It appears that Yehovah is careless (that is, that He doesn’t care) by not stopping violence against the innocent. It is because He does care that He will not enforce such a rule until He can oversee it in person as King. Consider the consequences. If Yehovah were to stop all violent crime, violent criminals would seek out followers of Yehovah to slaughter them even if they thought they might not succeed. Setting up the Millennium before Messiah is King would be a worse disaster.

16. k) Why did Herod also do this slaughter in all the borders of Bethlehem? He wanted to be certain that he got him and killed him.

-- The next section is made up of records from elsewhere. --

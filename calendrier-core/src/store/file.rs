//! JSON file document backend.
//!
//! The calendar lives in a single JSON file. Writes go to a sibling `.tmp`
//! file which is then renamed over the target, so a reader sees either the
//! previous document or the new one, never a partial write.
//!
//! Every call is bounded by `io_timeout`. The rename (or removal) that
//! commits a write only happens while the caller is still waiting: once a
//! call has reported a timeout, its write is discarded.

use std::io::{ErrorKind, Write};
use std::path::{Path, PathBuf};
use std::sync::{Arc, Mutex};
use std::time::Duration;

use async_trait::async_trait;
use tracing::debug;

use crate::aggregate::CalendarAggregate;
use crate::error::{CalendarError, CalendarResult};
use crate::store::{DEFAULT_IO_TIMEOUT, DocumentBackend};

pub struct FileBackend {
    path: Arc<PathBuf>,
    // Serializes check-then-write sequences that run on the blocking pool.
    file_lock: Arc<Mutex<()>>,
    io_timeout: Duration,
}

#[derive(Debug, Clone, Copy, PartialEq, Eq)]
enum CommitState {
    Pending,
    Committed,
    Abandoned,
}

/// Decides, under one lock, whether a write commits or the caller gives up.
#[derive(Clone)]
struct CommitGate(Arc<Mutex<CommitState>>);

impl CommitGate {
    fn new() -> Self {
        CommitGate(Arc::new(Mutex::new(CommitState::Pending)))
    }

    /// Run `commit` unless the caller already timed out.
    fn commit(&self, commit: impl FnOnce() -> CalendarResult<()>) -> CalendarResult<()> {
        let mut state = self
            .0
            .lock()
            .map_err(|_| CalendarError::storage("commit state poisoned"))?;

        if *state == CommitState::Abandoned {
            return Err(CalendarError::storage("write discarded after timeout"));
        }
        commit()?;
        *state = CommitState::Committed;
        Ok(())
    }

    /// Mark the write abandoned. Returns `false` if it already committed.
    fn abandon(&self) -> CalendarResult<bool> {
        let mut state = self
            .0
            .lock()
            .map_err(|_| CalendarError::storage("commit state poisoned"))?;

        match *state {
            CommitState::Committed => Ok(false),
            _ => {
                *state = CommitState::Abandoned;
                Ok(true)
            }
        }
    }
}

impl FileBackend {
    pub fn new(path: impl Into<PathBuf>) -> Self {
        FileBackend {
            path: Arc::new(path.into()),
            file_lock: Arc::new(Mutex::new(())),
            io_timeout: DEFAULT_IO_TIMEOUT,
        }
    }

    pub fn with_io_timeout(mut self, io_timeout: Duration) -> Self {
        self.io_timeout = io_timeout;
        self
    }

    /// Run `op` on the blocking pool with the file lock held.
    ///
    /// On timeout the gate is abandoned, so `op` cannot commit anymore. If it
    /// committed just before the deadline, its real outcome is returned.
    async fn with_file<T, F>(&self, op: F) -> CalendarResult<T>
    where
        F: FnOnce(&Path, &CommitGate) -> CalendarResult<T> + Send + 'static,
        T: Send + 'static,
    {
        let path = Arc::clone(&self.path);
        let lock = Arc::clone(&self.file_lock);
        let gate = CommitGate::new();
        let task_gate = gate.clone();

        let mut task = tokio::task::spawn_blocking(move || {
            let _guard = lock
                .lock()
                .map_err(|_| CalendarError::storage("calendar file lock poisoned"))?;
            op(&path, &task_gate)
        });

        let joined = match tokio::time::timeout(self.io_timeout, &mut task).await {
            Ok(joined) => joined,
            Err(_) => {
                if gate.abandon()? {
                    debug!(path = %self.path.display(), "Calendar file call abandoned");
                    return Err(CalendarError::storage(format!(
                        "calendar file call timed out after {}",
                        humantime::format_duration(self.io_timeout)
                    )));
                }
                // Committed right at the deadline; the task is finishing up.
                task.await
            }
        };

        joined.map_err(|e| CalendarError::storage_with("storage task failed", e))?
    }
}

#[async_trait]
impl DocumentBackend for FileBackend {
    async fn find_one(&self) -> CalendarResult<Option<CalendarAggregate>> {
        self.with_file(|path, _| read_document(path)).await
    }

    async fn insert_one(&self, doc: &CalendarAggregate) -> CalendarResult<bool> {
        let doc = doc.clone();
        self.with_file(move |path, gate| {
            if read_document(path)?.is_some() {
                return Ok(false);
            }
            write_document(path, &doc, gate)?;
            Ok(true)
        })
        .await
    }

    async fn replace_one(&self, doc: &CalendarAggregate) -> CalendarResult<bool> {
        let doc = doc.clone();
        self.with_file(move |path, gate| match read_document(path)? {
            Some(current) if current.id == doc.id => {
                write_document(path, &doc, gate)?;
                Ok(true)
            }
            _ => Ok(false),
        })
        .await
    }

    async fn delete_one(&self, id: &str) -> CalendarResult<bool> {
        let id = id.to_string();
        self.with_file(move |path, gate| match read_document(path)? {
            Some(current) if current.id == id => {
                gate.commit(|| {
                    std::fs::remove_file(path).map_err(|e| {
                        CalendarError::storage_with("could not delete calendar file", e)
                    })
                })?;
                Ok(true)
            }
            _ => Ok(false),
        })
        .await
    }
}

fn read_document(path: &Path) -> CalendarResult<Option<CalendarAggregate>> {
    let content = match std::fs::read_to_string(path) {
        Ok(content) => content,
        Err(e) if e.kind() == ErrorKind::NotFound => return Ok(None),
        Err(e) => {
            return Err(CalendarError::storage_with(
                format!("could not read {}", path.display()),
                e,
            ));
        }
    };

    serde_json::from_str(&content)
        .map(Some)
        .map_err(|e| CalendarError::storage_with(format!("corrupt calendar file {}", path.display()), e))
}

fn write_document(path: &Path, doc: &CalendarAggregate, gate: &CommitGate) -> CalendarResult<()> {
    let io_err = |e: std::io::Error| {
        CalendarError::storage_with(format!("could not write {}", path.display()), e)
    };

    if let Some(parent) = path.parent().filter(|p| !p.as_os_str().is_empty()) {
        std::fs::create_dir_all(parent).map_err(io_err)?;
    }

    let content = serde_json::to_vec_pretty(doc)
        .map_err(|e| CalendarError::storage_with("could not serialize calendar", e))?;

    let mut temp_name = path.as_os_str().to_owned();
    temp_name.push(".tmp");
    let temp = PathBuf::from(temp_name);

    let mut file = std::fs::File::create(&temp).map_err(io_err)?;
    file.write_all(&content).map_err(io_err)?;
    file.sync_all().map_err(io_err)?;
    drop(file);

    let committed = gate.commit(|| std::fs::rename(&temp, path).map_err(io_err));
    if committed.is_err() {
        let _ = std::fs::remove_file(&temp);
    }
    committed
}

18. a) Where is Rama? According to the Greek lexicon, it is “a town of the tribe of Benjamin, situated about 5 miles (8 km) north of Jerusalem on the road to Bethel.”

18. b) Who is Rachel? Apart from some other unidentified woman, she is one of the wives of Jacob. Rachel childed two sons: Joseph and Benjamin.

18. c) What does Rama have to do with the tribes of Joseph and Benjamin? The supposed location of Rama is five miles north of Jerusalem, and is in the area of Benjamin’s possession. Thus, Rachel’s children’s children’s children’s… children were slaughtered.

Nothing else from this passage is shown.